Copy out every entry, keeping each character the same.

Supplied material START

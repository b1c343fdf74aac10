use axum::{
    extract::State,
    http::StatusCode,
    response::IntoResponse,
    routing::{delete, get, patch, post},
    Json, Router,
};
use chrono::Utc;
use serde::Deserialize;
use std::sync::Arc;
use uuid::Uuid;
use validator::Validate;

use crate::controllers::courts::invalidate_court_cache;
use crate::error::{AppError, AppResult};
use crate::extract::{AppJson, AppPath, AppQuery};
use crate::middleware::{Admin, Caller, OwnAccount};
use crate::models::{
    booking::NewBooking, Booking, BookingStatus, DeleteResult, Role, Slot, SlotTime, UpdateResult,
};
use crate::services::reconcile;
use crate::store::BookingFilter;
use crate::AppState;

pub fn routes() -> Router<Arc<AppState>> {
    Router::new()
        .route("/bookings", post(create_booking).get(list_own_bookings))
        .route("/bookings/{id}", patch(set_booking_status).delete(withdraw_booking))
        .route("/manage/bookings", get(list_all_bookings))
        .route("/manage/booking/{id}", delete(cancel_booking))
}

/* ---------- member side ---------- */

#[derive(Debug, Deserialize, Validate)]
pub struct CreateBookingRequest {
    #[serde(rename = "courtId")]
    pub court_id: Uuid,
    #[serde(rename = "courtName")]
    #[validate(length(min = 1, message = "courtName is required"))]
    pub court_name: String,
    #[serde(rename = "courtType")]
    pub court_type: Option<String>,
    #[validate(length(min = 1, message = "at least one slot is required"))]
    pub slots: Vec<Slot>,
    pub price: Option<f64>,
    pub status: Option<BookingStatus>,
}

// POST /bookings
pub async fn create_booking(
    State(state): State<Arc<AppState>>,
    caller: Caller,
    AppJson(req): AppJson<CreateBookingRequest>,
) -> AppResult<impl IntoResponse> {
    req.validate()?;
    let result = state
        .store
        .insert_booking(NewBooking {
            user: caller.identity.email,
            court_id: req.court_id,
            court_name: req.court_name,
            court_type: req.court_type,
            slots: req.slots,
            price: req.price,
            status: req.status.unwrap_or_default(),
        })
        .await?;
    Ok((StatusCode::CREATED, Json(result)))
}

#[derive(Debug, Deserialize)]
pub struct OwnBookingsQuery {
    pub status: Option<BookingStatus>,
}

// GET /bookings?email=&status=
pub async fn list_own_bookings(
    State(state): State<Arc<AppState>>,
    caller: OwnAccount,
    AppQuery(query): AppQuery<OwnBookingsQuery>,
) -> AppResult<Json<Vec<Booking>>> {
    let bookings = state
        .store
        .list_bookings(&BookingFilter {
            user: Some(caller.identity.email),
            status: query.status,
            search: None,
        })
        .await?;
    Ok(Json(bookings))
}

// DELETE /bookings/{id}
// Withdraws a booking without touching court slots
pub async fn withdraw_booking(
    State(state): State<Arc<AppState>>,
    caller: Caller,
    AppPath(id): AppPath<Uuid>,
) -> AppResult<Json<DeleteResult>> {
    let Some(booking) = state.store.find_booking(id).await? else {
        return Ok(Json(DeleteResult::new(0)));
    };

    if booking.user != caller.email() {
        let role = state
            .store
            .find_user_by_email(caller.email())
            .await?
            .map(|u| u.role);
        if role != Some(Role::Admin) {
            return Err(AppError::Forbidden);
        }
    }

    let result = state.store.delete_booking(id).await?;
    Ok(Json(result))
}

/* ---------- admin side ---------- */

#[derive(Debug, Deserialize)]
pub struct ManageBookingsQuery {
    pub status: Option<BookingStatus>,
    pub search: Option<String>,
}

// GET /manage/bookings?status=&search=
pub async fn list_all_bookings(
    State(state): State<Arc<AppState>>,
    _admin: Admin,
    AppQuery(query): AppQuery<ManageBookingsQuery>,
) -> AppResult<Json<Vec<Booking>>> {
    let bookings = state
        .store
        .list_bookings(&BookingFilter {
            user: None,
            status: query.status,
            search: query.search,
        })
        .await?;
    Ok(Json(bookings))
}

#[derive(Debug, Deserialize)]
pub struct SetStatusRequest {
    pub status: String,
}

// PATCH /bookings/{id}
// Approval turns a plain user into a member
pub async fn set_booking_status(
    State(state): State<Arc<AppState>>,
    _admin: Admin,
    AppPath(id): AppPath<Uuid>,
    AppJson(req): AppJson<SetStatusRequest>,
) -> AppResult<Json<UpdateResult>> {
    let status: BookingStatus = req.status.parse().map_err(AppError::BadRequest)?;
    let result = state.store.set_booking_status(id, status).await?;

    if status == BookingStatus::Approved && result.matched_count > 0 {
        if let Some(booking) = state.store.find_booking(id).await? {
            let user = state.store.find_user_by_email(&booking.user).await?;
            if user.is_some_and(|u| u.role == Role::User) {
                state
                    .store
                    .set_role(&booking.user, Role::Member, Some(Utc::now()))
                    .await?;
                tracing::info!("{} promoted to member on approval of booking {}", booking.user, id);
            }
        }
    }
    Ok(Json(result))
}

#[derive(Debug, Deserialize)]
pub struct CancelBookingRequest {
    #[serde(rename = "courtId")]
    pub court_id: Uuid,
    pub slots: Vec<SlotTime>,
}

// DELETE /manage/booking/{id}
pub async fn cancel_booking(
    State(state): State<Arc<AppState>>,
    _admin: Admin,
    AppPath(id): AppPath<Uuid>,
    AppJson(req): AppJson<CancelBookingRequest>,
) -> AppResult<Json<reconcile::CancelOutcome>> {
    let outcome = reconcile::cancel_booking(state.store.as_ref(), id, req.court_id, &req.slots).await?;
    if outcome.court_update.modified() {
        invalidate_court_cache(&state).await;
    }
    Ok(Json(outcome))
}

Supplied material END

[Solution for this problem]
repository b1c343fdf74aac10
use axum::{
    extract::State,
    http::StatusCode,
    response::IntoResponse,
    routing::{delete, get, patch, post},
    Json, Router,
};
use chrono::Utc;
use serde::Deserialize;
use std::sync::Arc;
use uuid::Uuid;
use validator::Validate;

use crate::controllers::courts::invalidate_court_cache;
use crate::error::{AppError, AppResult};
use crate::extract::{AppJson, AppPath, AppQuery};
use crate::middleware::{Admin, Caller, OwnAccount};
use crate::models::{
    booking::NewBooking, Booking, BookingStatus, DeleteResult, Role, Slot, SlotTime, UpdateResult,
};
use crate::services::reconcile;
use crate::store::BookingFilter;
use crate::AppState;

pub fn routes() -> Router<Arc<AppState>> {
    Router::new()
        .route("/bookings", post(create_booking).get(list_own_bookings))
        .route("/bookings/{id}", patch(set_booking_status).delete(withdraw_booking))
        .route("/manage/bookings", get(list_all_bookings))
        .route("/manage/booking/{id}", delete(cancel_booking))
}

/* ---------- member side ---------- */

#[derive(Debug, Deserialize, Validate)]
pub struct CreateBookingRequest {
    #[serde(rename = "courtId")]
    pub court_id: Uuid,
    #[serde(rename = "courtName")]
    #[validate(length(min = 1, message = "courtName is required"))]
    pub court_name: String,
    #[serde(rename = "courtType")]
    pub court_type: Option<String>,
    #[validate(length(min = 1, message = "at least one slot is required"))]
    pub slots: Vec<Slot>,
    pub price: Option<f64>,
    pub status: Option<BookingStatus>,
}

// POST /bookings
pub async fn create_booking(
    State(state): State<Arc<AppState>>,
    caller: Caller,
    AppJson(req): AppJson<CreateBookingRequest>,
) -> AppResult<impl IntoResponse> {
    req.validate()?;
    let result = state
        .store
        .insert_booking(NewBooking {
            user: caller.identity.email,
            court_id: req.court_id,
            court_name: req.court_name,
            court_type: req.court_type,
            slots: req.slots,
            price: req.price,
            status: req.status.unwrap_or_default(),
        })
        .await?;
    Ok((StatusCode::CREATED, Json(result)))
}

#[derive(Debug, Deserialize)]
pub struct OwnBookingsQuery {
    pub status: Option<BookingStatus>,
}

// GET /bookings?email=&status=
pub async fn list_own_bookings(
    State(state): State<Arc<AppState>>,
    caller: OwnAccount,
    AppQuery(query): AppQuery<OwnBookingsQuery>,
) -> AppResult<Json<Vec<Booking>>> {
    let bookings = state
        .store
        .list_bookings(&BookingFilter {
            user: Some(caller.identity.email),
            status: query.status,
            search: None,
        })
        .await?;
    Ok(Json(bookings))
}

// DELETE /bookings/{id}
// Withdraws a booking without touching court slots
pub async fn withdraw_booking(
    State(state): State<Arc<AppState>>,
    caller: Caller,
    AppPath(id): AppPath<Uuid>,
) -> AppResult<Json<DeleteResult>> {
    let Some(booking) = state.store.find_booking(id).await? else {
        return Ok(Json(DeleteResult::new(0)));
    };

    if booking.user != caller.email() {
        let role = state
            .store
            .find_user_by_email(caller.email())
            .await?
            .map(|u| u.role);
        if role != Some(Role::Admin) {
            return Err(AppError::Forbidden);
        }
    }

    let result = state.store.delete_booking(id).await?;
    Ok(Json(result))
}

/* ---------- admin side ---------- */

#[derive(Debug, Deserialize)]
pub struct ManageBookingsQuery {
    pub status: Option<BookingStatus>,
    pub search: Option<String>,
}

// GET /manage/bookings?status=&search=
pub async fn list_all_bookings(
    State(state): State<Arc<AppState>>,
    _admin: Admin,
    AppQuery(query): AppQuery<ManageBookingsQuery>,
) -> AppResult<Json<Vec<Booking>>> {
    let bookings = state
        .store
        .list_bookings(&BookingFilter {
            user: None,
            status: query.status,
            search: query.search,
        })
        .await?;
    Ok(Json(bookings))
}

#[derive(Debug, Deserialize)]
pub struct SetStatusRequest {
    pub status: String,
}

// PATCH /bookings/{id}
// Approval turns a plain user into a member
pub async fn set_booking_status(
    State(state): State<Arc<AppState>>,
    _admin: Admin,
    AppPath(id): AppPath<Uuid>,
    AppJson(req): AppJson<SetStatusRequest>,
) -> AppResult<Json<UpdateResult>> {
    let status: BookingStatus = req.status.parse().map_err(AppError::BadRequest)?;
    let result = state.store.set_booking_status(id, status).await?;

    if status == BookingStatus::Approved && result.matched_count > 0 {
        if let Some(booking) = state.store.find_booking(id).await? {
            let user = state.store.find_user_by_email(&booking.user).await?;
            if user.is_some_and(|u| u.role == Role::User) {
                state
                    .store
                    .set_role(&booking.user, Role::Member, Some(Utc::now()))
                    .await?;
                tracing::info!("{} promoted to member on approval of booking {}", booking.user, id);
            }
        }
    }
    Ok(Json(result))
}

#[derive(Debug, Deserialize)]
pub struct CancelBookingRequest {
    #[serde(rename = "courtId")]
    pub court_id: Uuid,
    pub slots: Vec<SlotTime>,
}

// DELETE /manage/booking/{id}
pub async fn cancel_booking(
    State(state): State<Arc<AppState>>,
    _admin: Admin,
    AppPath(id): AppPath<Uuid>,
    AppJson(req): AppJson<CancelBookingRequest>,
) -> AppResult<Json<reconcile::CancelOutcome>> {
    let outcome = reconcile::cancel_booking(state.store.as_ref(), id, req.court_id, &req.slots).await?;
    if outcome.court_update.modified() {
        invalidate_court_cache(&state).await;
    }
    Ok(Json(outcome))
}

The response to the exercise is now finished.